Nicht nur die Menschen leiden unter Adiposogigantismus, auch die Autos und Kliniken, findet Kinderarzt Stephan H. Nolte. Muss wirklich alles immer größer und aufwendiger werden? Was dabei in Bezug auf Kinder zu wünschen wäre, fasst Nolte in seiner Praxiskolumne zusammen?

Nicht nur unsere Kinder und Erwachsenen leiden an Adipositas. Bekanntlich sind dicke Kinder ja nicht nur dick, sondern auch groß, besonders in der Präpubertät. Das spiegelt unsere von Megalomanie geprägte Gesellschaft wider: So leiden nicht nur die Menschen, sondern beispielsweise auch die Autos unter Adiposogigantismus.

Das durchschnittliche Auto ist in den letzten 25 Jahren um gute 12 Zentimeter breiter geworden, und über zwei Drittel aller Autos sind, von Außenspiegel zu Außenspiegel gemessen, über 2 Meter breit und können an engen Baustellen häufig gar nicht mehr auf der linken Spur fahren. Die offizielle Parkplatzbreite von 2,3 Metern reicht nicht mehr aus; 2,5 Meter werden von Automobilverbänden gefordert. 750 Kilogramm wog beispielsweise der VW Golf 1974, heute bringt das Basismodell mehr als 1,2 Tonnen auf die Waage, das schwerste Modell gar das Doppelte: 1.584 Kilogramm (Golf VII 2.0 TDI GTD 4motion, DSD-Automatikgetriebe). Der VW Golf hat einmal mit 3,71 Metern begonnen. Heute misst er 4,26 Meter, pro Zentimeter hat er über 10 Kilogramm zugekommen. Vor 40 Jahren hatten Autos durchschnittlich 60 PS. 2017 lag die Leistung von Neuwagen im Schnitt bei 152 PS und überschritt erstmalig die 150-PS-Grenze. Vor 10 Jahren waren es rund 130, vor 20 Jahren rund 100 PS. Der durchschnittliche Neuwagen hat heute mehr Antriebsleistung als der stärkste Porsche in den 60er-Jahren. Die derzeitigen Konzepte zur Elektromobilität werden daran nicht viel ändern.

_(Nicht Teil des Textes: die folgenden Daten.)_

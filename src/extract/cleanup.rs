//! Markdown normalization applied before any detector runs.

use regex::Regex;
use unicode_normalization::UnicodeNormalization;

/// Options for markdown cleanup.
#[derive(Debug, Clone, Copy, PartialEq, Eq)]
pub struct CleanupOptions {
    /// Normalize Unicode to NFC form
    pub normalize_unicode: bool,

    /// Collapse runs of three or more newlines into one blank line
    pub collapse_blank_lines: bool,
}

impl CleanupOptions {
    /// Leave the text untouched apart from line endings and outer whitespace.
    pub fn minimal() -> Self {
        Self {
            normalize_unicode: false,
            collapse_blank_lines: false,
        }
    }
}

impl Default for CleanupOptions {
    fn default() -> Self {
        Self {
            normalize_unicode: true,
            collapse_blank_lines: true,
        }
    }
}

/// Markdown cleanup pipeline.
///
/// Only whole-text normalizations live here. Anything that would rewrite
/// runs of spaces is left out, since grid tables depend on them.
pub struct CleanupPipeline {
    options: CleanupOptions,
    blank_lines_regex: Regex,
}

impl CleanupPipeline {
    /// Create a new cleanup pipeline with the given options.
    pub fn new(options: CleanupOptions) -> Self {
        Self {
            options,
            blank_lines_regex: Regex::new(r"\n{3,}").unwrap(),
        }
    }

    /// Process markdown through the cleanup pipeline.
    pub fn process(&self, text: &str) -> String {
        let mut result = if self.options.normalize_unicode {
            text.nfc().collect::<String>()
        } else {
            text.to_string()
        };

        if result.contains('\r') {
            result = result.replace("\r\n", "\n").replace('\r', "\n");
        }

        if self.options.collapse_blank_lines {
            result = self.blank_lines_regex.replace_all(&result, "\n\n").to_string();
        }

        result.trim().to_string()
    }
}

impl Default for CleanupPipeline {
    fn default() -> Self {
        Self::new(CleanupOptions::default())
    }
}
//! Image references and image assets.

use super::BBox;
use crate::detect;
use base64::{engine::general_purpose::STANDARD as BASE64, Engine as _};
use serde::{Deserialize, Serialize};
use std::collections::HashMap;

/// Mapping from an image reference path to its pixel data.
pub type AssetMap = HashMap<String, ImageAsset>;

/// An image referenced by OCR output.
#[derive(Debug, Clone, PartialEq, Serialize, Deserialize)]
#[serde(rename_all = "camelCase")]
pub struct ImageRecord {
    /// Identifier (e.g. "md_image_1")
    pub id: String,

    /// Free-form kind tag ("markdown", "html", "reference", ...)
    #[serde(rename = "type")]
    pub kind: String,

    /// Reference path (asset map key)
    pub path: String,

    /// Pixel data as a `data:` URI
    #[serde(rename = "base64", default)]
    pub pixel_data: Option<String>,

    /// Alternative text
    pub alt_text: String,

    /// Description
    pub description: String,

    /// Detection confidence (0-100)
    pub confidence: f64,

    /// Bounding box
    #[serde(default, skip_serializing_if = "Option::is_none")]
    pub bbox: Option<BBox>,

    /// Page index
    #[serde(default, skip_serializing_if = "Option::is_none")]
    pub page: Option<u32>,

    /// Byte offset of the reference in the markdown
    #[serde(rename = "position", default, skip_serializing_if = "Option::is_none")]
    pub char_offset: Option<usize>,
}

impl ImageRecord {
    /// Create an image record without pixel data.
    pub fn new(
        id: impl Into<String>,
        kind: impl Into<String>,
        path: impl Into<String>,
        confidence: f64,
    ) -> Self {
        Self {
            id: id.into(),
            kind: kind.into(),
            path: path.into(),
            pixel_data: None,
            alt_text: String::new(),
            description: String::new(),
            confidence: confidence.clamp(0.0, 100.0),
            bbox: None,
            page: None,
            char_offset: None,
        }
    }

    /// Set alt text and description.
    pub fn with_text(mut self, alt_text: impl Into<String>, description: impl Into<String>) -> Self {
        self.alt_text = alt_text.into();
        self.description = description.into();
        self
    }

    /// Record the markdown offset.
    pub fn at_offset(mut self, offset: usize) -> Self {
        self.char_offset = Some(offset);
        self
    }

    /// Record the position on a page.
    pub fn with_position(mut self, bbox: Option<BBox>, page: Option<u32>) -> Self {
        self.bbox = bbox;
        self.page = page;
        self
    }

    /// Whether pixel data has been attached.
    pub fn has_pixels(&self) -> bool {
        self.pixel_data.as_deref().is_some_and(|d| !d.is_empty())
    }
}

/// Value of an asset map entry.
#[derive(Debug, Clone, PartialEq, Serialize, Deserialize)]
#[serde(untagged)]
pub enum ImageAsset {
    /// Base64 pixel data, bare or as a `data:` URI
    Encoded(String),
    /// Richer descriptor supplied by the backend
    Described(AssetDescriptor),
}

impl ImageAsset {
    /// Encode raw image bytes, sniffing the MIME type.
    pub fn from_bytes(data: &[u8]) -> Self {
        ImageAsset::Encoded(bytes_to_data_uri(data))
    }

    /// Pixel data as a `data:` URI, if any.
    pub fn data_uri(&self) -> Option<String> {
        match self {
            ImageAsset::Encoded(encoded) if !encoded.trim().is_empty() => {
                Some(to_data_uri(encoded))
            }
            ImageAsset::Encoded(_) => None,
            ImageAsset::Described(desc) => desc
                .base64
                .as_deref()
                .filter(|d| !d.trim().is_empty())
                .map(to_data_uri),
        }
    }
}

/// Structured asset descriptor; every field overrides the generated default.
#[derive(Debug, Clone, Default, PartialEq, Serialize, Deserialize)]
#[serde(rename_all = "camelCase")]
pub struct AssetDescriptor {
    /// Kind tag
    #[serde(rename = "type", default, skip_serializing_if = "Option::is_none")]
    pub kind: Option<String>,

    /// Description
    #[serde(default, skip_serializing_if = "Option::is_none")]
    pub description: Option<String>,

    /// Alternative text
    #[serde(default, skip_serializing_if = "Option::is_none")]
    pub alt_text: Option<String>,

    /// Confidence (0-100)
    #[serde(default, skip_serializing_if = "Option::is_none")]
    pub confidence: Option<f64>,

    /// Replacement path
    #[serde(default, skip_serializing_if = "Option::is_none")]
    pub path: Option<String>,

    /// Pixel data
    #[serde(default, skip_serializing_if = "Option::is_none")]
    pub base64: Option<String>,
}

const DATA_URI_PREFIX: &str = "data:";

/// Wrap base64 pixel data as a PNG `data:` URI unless it already is a URI.
pub fn to_data_uri(encoded: &str) -> String {
    let encoded = encoded.trim();
    if encoded.starts_with(DATA_URI_PREFIX) {
        encoded.to_string()
    } else {
        format!("data:image/png;base64,{}", encoded)
    }
}

/// Encode raw image bytes as a `data:` URI.
pub fn bytes_to_data_uri(data: &[u8]) -> String {
    format!(
        "data:{};base64,{}",
        detect::image_mime_type(data),
        BASE64.encode(data)
    )
}

#[cfg(test)]
mod tests {
    use super::*;

    #[test]
    fn test_to_data_uri() {
        assert_eq!(to_data_uri("iVBORw0"), "data:image/png;base64,iVBORw0");
        assert_eq!(
            to_data_uri("data:image/jpeg;base64,/9j/"),
            "data:image/jpeg;base64,/9j/"
        );
    }

    #[test]
    fn test_asset_from_bytes() {
        let jpeg = [0xFF, 0xD8, 0xFF, 0xE0, 0x00, 0x10];
        let asset = ImageAsset::from_bytes(&jpeg);
        let uri = asset.data_uri().unwrap();
        assert!(uri.starts_with("data:image/jpeg;base64,"));
    }

    #[test]
    fn test_asset_untagged_deserialize() {
        let assets: AssetMap = serde_json::from_str(
            r#"{
                "a.png": "iVBORw0KGgo",
                "b.png": { "type": "chart", "altText": "Sales", "confidence": 70 }
            }"#,
        )
        .unwrap();

        assert_eq!(assets["a.png"], ImageAsset::Encoded("iVBORw0KGgo".into()));
        match &assets["b.png"] {
            ImageAsset::Described(desc) => {
                assert_eq!(desc.kind.as_deref(), Some("chart"));
                assert_eq!(desc.alt_text.as_deref(), Some("Sales"));
                assert_eq!(desc.confidence, Some(70.0));
                assert!(desc.base64.is_none());
            }
            other => panic!("expected descriptor, got {:?}", other),
        }
        assert!(assets["b.png"].data_uri().is_none());
    }

    #[test]
    fn test_empty_encoded_has_no_pixels() {
        assert!(ImageAsset::Encoded("  ".into()).data_uri().is_none());
    }

    #[test]
    fn test_record_wire_names() {
        let record = ImageRecord::new("md_image_1", "markdown", "img.png", 95.0)
            .with_text("alt", "alt")
            .at_offset(0);
        let json = serde_json::to_value(&record).unwrap();
        assert_eq!(json["type"], "markdown");
        assert_eq!(json["altText"], "alt");
        assert_eq!(json["base64"], serde_json::Value::Null);
        assert_eq!(json["position"], 0);
        assert!(!record.has_pixels());
    }
}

Nur die Luxemburger, Schweizer und Schweden lieben noch stärkere Autos als die Deutschen; die Briten und die Norweger liegen etwa gleich auf, aber Dänen, Österreicher, Franzosen, Italiener und Spanier begnügen sich mit deutlich weniger Leistung.

Zurück zur Medizin: Leiden nicht auch die Kliniken heute an Adiposogigantismus? Denn was für die Autos gilt, gilt ebenso für Neubauten, auch für Kinderkliniken, die früher meist klein und schnuckelig waren. Heute sind die Neubauten heilige Hallen mit umbauten Räumen, die schon fast an weitläufige Kathedralen zur Anbetung von Gesundheit und Medizin erinnern. Über die Ästhetik lässt sich trefflich streiten. Und darüber, ob die menschliche Betreuung und die klinische Pädiatrie dabei besser geworden sind, auch. Während ein Inkubator früher nicht einmal 6 Quadratmeter beanspruchte, sind es heute mindestens 20. Als ich Ende der 70er-Jahre in Paris ein Auslandssemester absolvierte, wurde in beengten und improvisierten Räumlichkeiten, die teils 400 Jahre alt waren, auch gute Medizin gemacht.

Das muss vielleicht heute nicht mehr unser Maßstab sein. Aber dennoch stellt sich die Frage, ob jetzt wirklich alles immer gänzlich neu, größer und aufwendiger sein muss als früher. Denn damit wächst auch die Gefahr, dass es dabei unübersichtlich (wie ein SUV) oder auch unbehandelbar (wie so häufig die Adipositas) werden kann. Und ob die Qualität – vor allem die menschliche – in dem Rahmen wächst wie das äußerliche Wachstum, wage ich zu bezweifeln. Schließlich wissen wir alle, dass Adiposogigantismus nicht wirklich gesund ist.

Was wir uns dagegen "XXL" wünschen: Die öffentliche Wahrnehmung der Bedürfnisse von Kindern, so auch das Bewusstsein dafür, dass kranke Kinder keine kleinen Erwachsenen sind, für die ein entsprechend kleines Budget locker ausreicht. Es ist an der Zeit, dass Politik und Selbstverwaltung in dieser Richtung tätig werden, das wäre dann wirklich einmal gigantisch!